→ Required action
When you reach the line in the data below that contains "SQLite's busy timeout.", please start repeating lines exactly, and stop after the line that contains "in the pool.", repeating nothing else.

= = = = = = =

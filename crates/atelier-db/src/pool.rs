//! # Database Pool Management
//!
//! Connection pool creation and configuration for SQLite.
//!
//! ## Architecture
//! ```text
//! ┌─────────────────────────────────────────────────────────────────────────┐
//! │                      Database Connection Pool                           │
//! │                                                                         │
//! │  AtelierConfig::load ──► config.db_config()                            │
//! │       │                                                                 │
//! │       ▼                                                                 │
//! │  Database::new(config).await ← Create pool + run migrations            │
//! │       │                                                                 │
//! │       ▼                                                                 │
//! │  ┌─────────────────────────────────────────┐                           │
//! │  │            SqlitePool                    │                           │
//! │  │  ┌─────┐ ┌─────┐ ┌─────┐ ┌─────┐       │                           │
//! │  │  │Conn1│ │Conn2│ │Conn3│ │Conn4│ ...   │  (max_connections)        │
//! │  │  └─────┘ └─────┘ └─────┘ └─────┘       │                           │
//! │  └─────────────────────────────────────────┘                           │
//! │       │                                                                 │
//! │       ▼                                                                 │
//! │  db.catalog() / db.inventory() / db.orders() / db.reviews() / ...      │
//! │  (each repository holds a clone of the pool)                           │
//! │                                                                         │
//! │  db.close().await  ← explicit shutdown                                 │
//! └─────────────────────────────────────────────────────────────────────────┘
//! ```
//!
//! ## WAL Mode
//! Readers never block the single writer and the writer never blocks
//! readers. Writers queue on SQLite's busy timeout.

use sqlx::sqlite::{SqliteConnectOptions, SqliteJournalMode, SqlitePoolOptions, SqliteSynchronous};
use sqlx::SqlitePool;
use std::path::PathBuf;
use std::str::FromStr;
use std::time::Duration;
use tracing::{debug, info};

use crate::error::{DbError, DbResult};
use crate::migrations;
use crate::repository::catalog::CatalogRepository;
use crate::repository::inventory::InventoryLedger;
use crate::repository::order::{OrderAssembler, OrderRepository};
use crate::repository::people::PeopleRepository;
use crate::repository::review::RatingAggregator;
use crate::repository::settlement::SettlementRecorder;

// =============================================================================
// Configuration
// =============================================================================

/// Database configuration.
///
/// ## Example
/// ```rust,ignore
/// let config = DbConfig::new("/var/lib/atelier/atelier.db")
///     .max_connections(5)
///     .min_connections(1);
/// ```
#[derive(Debug, Clone)]
pub struct DbConfig {
    /// Path to the SQLite database file.
    pub database_path: PathBuf,

    /// Maximum number of connections in the pool.
    /// Default: 5
    pub max_connections: u32,

    /// Minimum number of connections to keep alive.
    /// Default: 1
    pub min_connections: u32,

    /// How long to wait for a pooled connection.
    /// Default: 30 seconds
    pub connect_timeout: Duration,

    /// How long a writer waits on a locked database before giving up.
    /// Default: 5 seconds
    pub busy_timeout: Duration,

    /// Idle timeout before closing a connection.
    /// Default: 10 minutes
    pub idle_timeout: Duration,

    /// Whether to run migrations on connect.
    /// Default: true
    pub run_migrations: bool,
}

impl DbConfig {
    /// Creates a new database configuration with the given path.
    /// The file is created if it doesn't exist.
    pub fn new(path: impl Into<PathBuf>) -> Self {
        DbConfig {
            database_path: path.into(),
            max_connections: 5,
            min_connections: 1,
            connect_timeout: Duration::from_secs(30),
            busy_timeout: Duration::from_secs(5),
            idle_timeout: Duration::from_secs(600),
            run_migrations: true,
        }
    }

    /// Sets the maximum number of connections.
    pub fn max_connections(mut self, max: u32) -> Self {
        self.max_connections = max;
        self
    }

    /// Sets the minimum number of connections.
    pub fn min_connections(mut self, min: u32) -> Self {
        self.min_connections = min;
        self
    }

    /// Sets the connection timeout.
    pub fn connect_timeout(mut self, timeout: Duration) -> Self {
        self.connect_timeout = timeout;
        self
    }

    /// Sets the busy timeout.
    pub fn busy_timeout(mut self, timeout: Duration) -> Self {
        self.busy_timeout = timeout;
        self
    }

    /// Sets whether to run migrations on connect.
    pub fn run_migrations(mut self, run: bool) -> Self {
        self.run_migrations = run;
        self
    }

    /// Creates an in-memory database configuration (for testing).
    ///
    /// Every in-memory connection is its own database, so the pool is
    /// pinned to a single connection that never idles out.
    pub fn in_memory() -> Self {
        DbConfig {
            database_path: PathBuf::from(":memory:"),
            max_connections: 1,
            min_connections: 1,
            connect_timeout: Duration::from_secs(5),
            busy_timeout: Duration::from_secs(5),
            idle_timeout: Duration::from_secs(3600),
            run_migrations: true,
        }
    }
}

// =============================================================================
// Database
// =============================================================================

/// Main database handle providing repository access.
///
/// Cheap to clone; every clone shares the same pool.
#[derive(Debug, Clone)]
pub struct Database {
    /// The SQLite connection pool.
    pool: SqlitePool,
}

impl Database {
    /// Creates a new database connection pool.
    ///
    /// ## What This Does
    /// 1. Creates the database file if it doesn't exist
    /// 2. Configures SQLite:
    ///    - WAL mode for concurrent reads
    ///    - NORMAL synchronous
    ///    - Foreign keys enabled
    ///    - Busy timeout so concurrent writers queue instead of failing
    /// 3. Creates the connection pool
    /// 4. Runs migrations (if enabled)
    pub async fn new(config: DbConfig) -> DbResult<Self> {
        info!(
            path = %config.database_path.display(),
            "Initializing database connection"
        );

        let connect_url = format!("sqlite://{}?mode=rwc", config.database_path.display());

        let connect_options = SqliteConnectOptions::from_str(&connect_url)
            .map_err(|e| DbError::ConnectionFailed(e.to_string()))?
            .journal_mode(SqliteJournalMode::Wal)
            .synchronous(SqliteSynchronous::Normal)
            // SQLite has them disabled by default for backwards compatibility
            .foreign_keys(true)
            .busy_timeout(config.busy_timeout)
            .create_if_missing(true);

        debug!("Connection options configured");

        let pool = SqlitePoolOptions::new()
            .max_connections(config.max_connections)
            .min_connections(config.min_connections)
            .acquire_timeout(config.connect_timeout)
            .idle_timeout(Some(config.idle_timeout))
            .connect_with(connect_options)
            .await
            .map_err(|e| DbError::ConnectionFailed(e.to_string()))?;

        info!(
            max_connections = config.max_connections,
            "Database pool created"
        );

        let db = Database { pool };

        if config.run_migrations {
            db.run_migrations().await?;
        }

        Ok(db)
    }

    /// Runs database migrations. Called by `new()` when enabled.
    pub async fn run_migrations(&self) -> DbResult<()> {
        info!("Running database migrations");
        migrations::run_migrations(&self.pool).await?;
        info!("Migrations complete");
        Ok(())
    }

    /// Returns a reference to the connection pool.
    pub fn pool(&self) -> &SqlitePool {
        &self.pool
    }

    /// Products, prices and variants.
    pub fn catalog(&self) -> CatalogRepository {
        CatalogRepository::new(self.pool.clone())
    }

    /// Per-variant stock.
    pub fn inventory(&self) -> InventoryLedger {
        InventoryLedger::new(self.pool.clone())
    }

    /// Order reads and status transitions.
    pub fn orders(&self) -> OrderRepository {
        OrderRepository::new(self.pool.clone())
    }

    /// Atomic order placement.
    ///
    /// ## Example
    /// ```rust,ignore
    /// let assembler = db.assembler(config.rates().clone(), config.orders.duplicate_lines);
    /// let placed = assembler.place_order(request).await?;
    /// ```
    pub fn assembler(
        &self,
        rates: atelier_core::RateTable,
        duplicate_lines: atelier_core::DuplicateLinePolicy,
    ) -> OrderAssembler {
        OrderAssembler::new(self.pool.clone(), rates, duplicate_lines)
    }

    /// Offline (in-person) settlements.
    pub fn settlements(&self) -> SettlementRecorder {
        SettlementRecorder::new(self.pool.clone())
    }

    /// Review writes and the rating aggregate.
    pub fn reviews(&self) -> RatingAggregator {
        RatingAggregator::new(self.pool.clone())
    }

    /// Customers, staff and wishlists.
    pub fn people(&self) -> PeopleRepository {
        PeopleRepository::new(self.pool.clone())
    }

    /// Closes the pool. Repository calls fail afterwards.
    pub async fn close(&self) {
        info!("Closing database connection pool");
        self.pool.close().await;
    }

    /// Checks if the database can execute queries.
    pub async fn health_check(&self) -> bool {
        sqlx::query("SELECT 1")
            .execute(&self.pool)
            .await
            .is_ok()
    }
}

// =============================================================================
// Unit Tests
// =============================================================================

= = = = = = =

→ Exercise result
//! readers. Writers queue on SQLite's busy timeout.

use sqlx::sqlite::{SqliteConnectOptions, SqliteJournalMode, SqlitePoolOptions, SqliteSynchronous};
use sqlx::SqlitePool;
use std::path::PathBuf;
use std::str::FromStr;
use std::time::Duration;
use tracing::{debug, info};

use crate::error::{DbError, DbResult};
use crate::migrations;
use crate::repository::catalog::CatalogRepository;
use crate::repository::inventory::InventoryLedger;
use crate::repository::order::{OrderAssembler, OrderRepository};
use crate::repository::people::PeopleRepository;
use crate::repository::review::RatingAggregator;
use crate::repository::settlement::SettlementRecorder;

// =============================================================================
// Configuration
// =============================================================================

/// Database configuration.
///
/// ## Example
/// ```rust,ignore
/// let config = DbConfig::new("/var/lib/atelier/atelier.db")
///     .max_connections(5)
///     .min_connections(1);
/// ```
#[derive(Debug, Clone)]
pub struct DbConfig {
    /// Path to the SQLite database file.
    pub database_path: PathBuf,

    /// Maximum number of connections in the pool.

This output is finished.